▶ Problem requirements
Which lines hold the word "parameters"? Copy each of them from the material.

▶ Data
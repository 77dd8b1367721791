//! Per-session baseline calibration.
//!
//! All challenge thresholds are expressed relative to a resting snapshot of
//! the presenter's face, so the engine adapts to individual facial geometry
//! and camera angle instead of hard-coding absolute values.

use crate::metrics::Metrics;

/// Resting metric snapshot, averaged over exactly K validated frames.
/// Set at most once per session; re-running a failed session must build a
/// fresh calibrator.
#[derive(Debug, Clone, Copy, PartialEq, serde::Serialize)]
pub struct Baseline {
    pub resting_eye_openness: f32,
    pub resting_mouth_ratio: f32,
    pub resting_yaw_deg: f32,
}

/// Online mean accumulator over exactly `target` samples.
#[derive(Debug, Clone)]
pub struct BaselineCalibrator {
    target: usize,
    count: usize,
    sum_eye: f32,
    sum_mouth: f32,
    sum_yaw: f32,
}

impl BaselineCalibrator {
    pub fn new(target: usize) -> Self {
        Self {
            target,
            count: 0,
            sum_eye: 0.0,
            sum_mouth: 0.0,
            sum_yaw: 0.0,
        }
    }

    /// Accumulate one validated sample. Returns the finalized baseline once
    /// the target count is reached.
    pub fn push(&mut self, m: &Metrics) -> Option<Baseline> {
        self.count += 1;
        self.sum_eye += m.mean_eye_openness();
        self.sum_mouth += m.mouth_ratio;
        self.sum_yaw += m.head_yaw_deg;

        if self.count < self.target {
            return None;
        }
        let n = self.count as f32;
        Some(Baseline {
            resting_eye_openness: self.sum_eye / n,
            resting_mouth_ratio: self.sum_mouth / n,
            resting_yaw_deg: self.sum_yaw / n,
        })
    }

    /// Discard partial progress. Called when face validity is lost before
    /// the target count — no partial baseline is ever used.
    pub fn reset(&mut self) {
        self.count = 0;
        self.sum_eye = 0.0;
        self.sum_mouth = 0.0;
        self.sum_yaw = 0.0;
    }

    pub fn collected(&self) -> usize {
        self.count
    }

    pub fn target(&self) -> usize {
        self.target
    }
}
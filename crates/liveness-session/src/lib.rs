//! Stateful liveness session engine.
//!
//! Owns the per-verification state machine (`Session`), the bounded metric
//! history the scorer reads, the completion report handed to the caller,
//! and the frame pump that runs a session on its own thread behind an
//! async handle. The pure per-frame math lives in `liveness-core`.

pub mod history;
pub mod pump;
pub mod report;
pub mod session;

pub use pump::{spawn_session, SessionHandle};
pub use report::{CompletionReport, SnapshotImage};
pub use session::{
    FailureReason, FramePacket, Session, SessionError, SessionState, StateSnapshot,
};
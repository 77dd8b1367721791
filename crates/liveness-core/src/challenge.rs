//! Challenge variants and per-challenge pass predicates.
//!
//! Each challenge is a tagged variant carrying its own threshold parameters
//! and a uniform `evaluate(metrics, baseline)` predicate; the sequencer
//! dispatches them uniformly instead of branching on challenge names. All
//! thresholds are relative to the session baseline.

use rand::seq::SliceRandom;
use rand::Rng;
use serde::{Deserialize, Serialize};

use crate::baseline::Baseline;
use crate::config::EngineConfig;
use crate::metrics::Metrics;

/// Reopen threshold for the blink detector, as a fraction of baseline
/// openness. Higher than the close threshold so a blink must be a genuine
/// close-then-open cycle, not a sustained squint hovering at one level.
pub const BLINK_REOPEN_FRACTION: f32 = 0.85;

/// Stable challenge identifier, serialized into the completion report.
#[derive(Debug, Clone, Copy, PartialEq, Eq, Hash, Serialize, Deserialize)]
#[serde(rename_all = "snake_case")]
pub enum ChallengeKind {
    Blink,
    Smile,
    TurnLeft,
    TurnRight,
}

impl ChallengeKind {
    /// The full challenge set a session's plan is drawn from.
    pub const ALL: [ChallengeKind; 4] = [
        ChallengeKind::Blink,
        ChallengeKind::Smile,
        ChallengeKind::TurnLeft,
        ChallengeKind::TurnRight,
    ];
}

/// Two-phase blink progress. Both eyes must close below the drop threshold,
/// then reopen above the (higher) reopen threshold.
#[derive(Debug, Clone, Copy, PartialEq, Eq)]
pub enum BlinkPhase {
    Waiting,
    Closed,
    Reopened,
}

/// One challenge with its threshold parameters and any in-flight progress.
#[derive(Debug, Clone)]
pub enum Challenge {
    Blink {
        drop_fraction: f32,
        hold_frames: u32,
        phase: BlinkPhase,
    },
    Smile {
        margin_fraction: f32,
        hold_frames: u32,
    },
    TurnLeft {
        yaw_threshold_deg: f32,
        hold_frames: u32,
    },
    TurnRight {
        yaw_threshold_deg: f32,
        hold_frames: u32,
    },
}

impl Challenge {
    pub fn from_kind(kind: ChallengeKind, config: &EngineConfig) -> Self {
        match kind {
            ChallengeKind::Blink => Challenge::Blink {
                drop_fraction: config.blink_drop_fraction,
                hold_frames: config.hold_frames.blink,
                phase: BlinkPhase::Waiting,
            },
            ChallengeKind::Smile => Challenge::Smile {
                margin_fraction: config.smile_margin_fraction,
                hold_frames: config.hold_frames.smile,
            },
            ChallengeKind::TurnLeft => Challenge::TurnLeft {
                yaw_threshold_deg: config.turn_yaw_threshold_degrees,
                hold_frames: config.hold_frames.turn,
            },
            ChallengeKind::TurnRight => Challenge::TurnRight {
                yaw_threshold_deg: config.turn_yaw_threshold_degrees,
                hold_frames: config.hold_frames.turn,
            },
        }
    }

    pub fn kind(&self) -> ChallengeKind {
        match self {
            Challenge::Blink { .. } => ChallengeKind::Blink,
            Challenge::Smile { .. } => ChallengeKind::Smile,
            Challenge::TurnLeft { .. } => ChallengeKind::TurnLeft,
            Challenge::TurnRight { .. } => ChallengeKind::TurnRight,
        }
    }

    /// Human-readable prompt for the interface layer.
    pub fn prompt(&self) -> &'static str {
        match self {
            Challenge::Blink { .. } => "Blink both eyes",
            Challenge::Smile { .. } => "Smile",
            Challenge::TurnLeft { .. } => "Turn your head to your left",
            Challenge::TurnRight { .. } => "Turn your head to your right",
        }
    }

    pub fn required_hold_frames(&self) -> u32 {
        match self {
            Challenge::Blink { hold_frames, .. }
            | Challenge::Smile { hold_frames, .. }
            | Challenge::TurnLeft { hold_frames, .. }
            | Challenge::TurnRight { hold_frames, .. } => *hold_frames,
        }
    }

    /// Evaluate the pass predicate for one validated frame.
    ///
    /// Turn yaw is measured relative to the resting yaw, and positive yaw
    /// means the subject turning toward their own left (the metric
    /// extractor's sign convention).
    pub fn evaluate(&mut self, m: &Metrics, baseline: &Baseline) -> bool {
        match self {
            Challenge::Blink {
                drop_fraction,
                phase,
                ..
            } => {
                let close_below = baseline.resting_eye_openness * *drop_fraction;
                let reopen_above = baseline.resting_eye_openness * BLINK_REOPEN_FRACTION;
                let most_open = m.left_eye_openness.max(m.right_eye_openness);
                let least_open = m.left_eye_openness.min(m.right_eye_openness);

                match *phase {
                    BlinkPhase::Waiting => {
                        // Both eyes below the close threshold
                        if most_open < close_below {
                            *phase = BlinkPhase::Closed;
                        }
                    }
                    BlinkPhase::Closed => {
                        // Both eyes back above the reopen threshold
                        if least_open > reopen_above {
                            *phase = BlinkPhase::Reopened;
                        }
                    }
                    BlinkPhase::Reopened => {}
                }
                // The predicate passes only once the full cycle is latched;
                // the closing edge alone never counts
                *phase == BlinkPhase::Reopened
            }
            Challenge::Smile {
                margin_fraction, ..
            } => m.mouth_ratio > baseline.resting_mouth_ratio * (1.0 + *margin_fraction),
            Challenge::TurnLeft {
                yaw_threshold_deg, ..
            } => m.head_yaw_deg - baseline.resting_yaw_deg >= *yaw_threshold_deg,
            Challenge::TurnRight {
                yaw_threshold_deg, ..
            } => m.head_yaw_deg - baseline.resting_yaw_deg <= -*yaw_threshold_deg,
        }
    }

    /// Clear in-flight progress (blink phase). Called when face validity is
    /// lost mid-challenge; threshold parameters are untouched.
    pub fn reset_progress(&mut self) {
        if let Challenge::Blink { phase, .. } = self {
            *phase = BlinkPhase::Waiting;
        }
    }
}

/// Draw the session's challenge plan: a uniformly random permutation of the
/// full challenge set, fixed once at session start.
///
/// Pure in the sense that the sequence is fully determined by `rng` — tests
/// pass a seeded `StdRng` to script the order.
pub fn challenge_plan<R: Rng>(config: &EngineConfig, rng: &mut R) -> Vec<Challenge> {
    let mut kinds = ChallengeKind::ALL.to_vec();
    kinds.shuffle(rng);
    kinds
        .into_iter()
        .map(|kind| Challenge::from_kind(kind, config))
        .collect()
}

#[cfg(test)]
mod tests {
    use super::*;
    use rand::rngs::StdRng;
    use rand::SeedableRng;

    fn baseline() -> Baseline {
        Baseline {
            resting_eye_openness: 0.30,
            resting_mouth_ratio: 0.05,
            resting_yaw_deg: 0.0,
        }
    }

    fn metrics(eye: f32, mouth: f32, yaw: f32) -> Metrics {
        Metrics {
            left_eye_openness: eye,
            right_eye_openness: eye,
            mouth_ratio: mouth,
            head_yaw_deg: yaw,
            head_pitch_deg: 0.0,
            face_size_ratio: 0.4,
            frame_movement: 0.001,
            depth_variance: 0.001,
        }
    }

    fn blink(drop_fraction: f32) -> Challenge {
        Challenge::Blink {
            drop_fraction,
            hold_frames: 2,
            phase: BlinkPhase::Waiting,
        }
    }

    #[test]
    fn test_blink_requires_close_then_open() {
        // Baseline 0.30, drop 0.7: close below 0.21, reopen above 0.255
        let mut c = blink(0.7);
        let b = baseline();

        // Open at baseline: nothing yet
        assert!(!c.evaluate(&metrics(0.30, 0.05, 0.0), &b));
        // Closing edge alone must not pass
        assert!(!c.evaluate(&metrics(0.10, 0.05, 0.0), &b));
        // Still closed
        assert!(!c.evaluate(&metrics(0.12, 0.05, 0.0), &b));
        // Reopened above 0.255: the cycle completes
        assert!(c.evaluate(&metrics(0.29, 0.05, 0.0), &b));
        // And stays latched for the hold count
        assert!(c.evaluate(&metrics(0.30, 0.05, 0.0), &b));
    }

    #[test]
    fn test_blink_threshold_arithmetic() {
        // Boundary checks on both thresholds: 0.209 closes, 0.254 has not
        // reopened far enough
        let mut c = blink(0.7);
        let b = baseline();

        assert!(!c.evaluate(&metrics(0.211, 0.05, 0.0), &b)); // above close
        assert!(!c.evaluate(&metrics(0.209, 0.05, 0.0), &b)); // closes
        assert!(!c.evaluate(&metrics(0.254, 0.05, 0.0), &b)); // below reopen
        assert!(c.evaluate(&metrics(0.256, 0.05, 0.0), &b)); // reopens
    }

    #[test]
    fn test_sustained_squint_never_completes() {
        let mut c = blink(0.7);
        let b = baseline();
        // Hovering between the two thresholds forever
        for _ in 0..100 {
            assert!(!c.evaluate(&metrics(0.23, 0.05, 0.0), &b));
        }
    }

    #[test]
    fn test_blink_reset_clears_phase() {
        let mut c = blink(0.7);
        let b = baseline();
        c.evaluate(&metrics(0.10, 0.05, 0.0), &b); // closed
        c.reset_progress();
        // After reset, reopening alone is not a blink
        assert!(!c.evaluate(&metrics(0.30, 0.05, 0.0), &b));
    }

    #[test]
    fn test_smile_margin() {
        let mut c = Challenge::Smile {
            margin_fraction: 0.25,
            hold_frames: 5,
        };
        let b = baseline();
        // Threshold: 0.05 × 1.25 = 0.0625
        assert!(!c.evaluate(&metrics(0.30, 0.060, 0.0), &b));
        assert!(c.evaluate(&metrics(0.30, 0.070, 0.0), &b));
    }

    #[test]
    fn test_turn_directions_are_signed() {
        let b = baseline();
        let mut left = Challenge::TurnLeft {
            yaw_threshold_deg: 15.0,
            hold_frames: 6,
        };
        let mut right = Challenge::TurnRight {
            yaw_threshold_deg: 15.0,
            hold_frames: 6,
        };

        assert!(left.evaluate(&metrics(0.30, 0.05, 20.0), &b));
        assert!(!left.evaluate(&metrics(0.30, 0.05, -20.0), &b));
        assert!(right.evaluate(&metrics(0.30, 0.05, -20.0), &b));
        assert!(!right.evaluate(&metrics(0.30, 0.05, 20.0), &b));
        assert!(!left.evaluate(&metrics(0.30, 0.05, 10.0), &b));
    }

    #[test]
    fn test_turn_is_relative_to_resting_yaw() {
        // Camera mounted off-axis: resting yaw 10°, so 20° absolute is only
        // a 10° turn and must not pass a 15° threshold
        let b = Baseline {
            resting_yaw_deg: 10.0,
            ..baseline()
        };
        let mut left = Challenge::TurnLeft {
            yaw_threshold_deg: 15.0,
            hold_frames: 6,
        };
        assert!(!left.evaluate(&metrics(0.30, 0.05, 20.0), &b));
        assert!(left.evaluate(&metrics(0.30, 0.05, 26.0), &b));
    }

    #[test]
    fn test_plan_is_permutation_of_full_set() {
        let config = EngineConfig::default();
        let mut rng = StdRng::seed_from_u64(7);
        let plan = challenge_plan(&config, &mut rng);
        assert_eq!(plan.len(), ChallengeKind::ALL.len());
        for kind in ChallengeKind::ALL {
            assert_eq!(plan.iter().filter(|c| c.kind() == kind).count(), 1);
        }
    }

    #[test]
    fn test_plan_is_seed_deterministic() {
        let config = EngineConfig::default();
        let a: Vec<_> = challenge_plan(&config, &mut StdRng::seed_from_u64(42))
            .iter()
            .map(|c| c.kind())
            .collect();
        let b: Vec<_> = challenge_plan(&config, &mut StdRng::seed_from_u64(42))
            .iter()
            .map(|c| c.kind())
            .collect();
        assert_eq!(a, b);
    }

    #[test]
    fn test_plan_varies_across_seeds() {
        let config = EngineConfig::default();
        let orders: std::collections::HashSet<Vec<ChallengeKind>> = (0..32)
            .map(|seed| {
                challenge_plan(&config, &mut StdRng::seed_from_u64(seed))
                    .iter()
                    .map(|c| c.kind())
                    .collect()
            })
            .collect();
        assert!(orders.len() > 1);
    }
}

▶ Your solution
//! Each challenge is a tagged variant carrying its own threshold parameters
/// One challenge with its threshold parameters and any in-flight progress.
    /// lost mid-challenge; threshold parameters are untouched.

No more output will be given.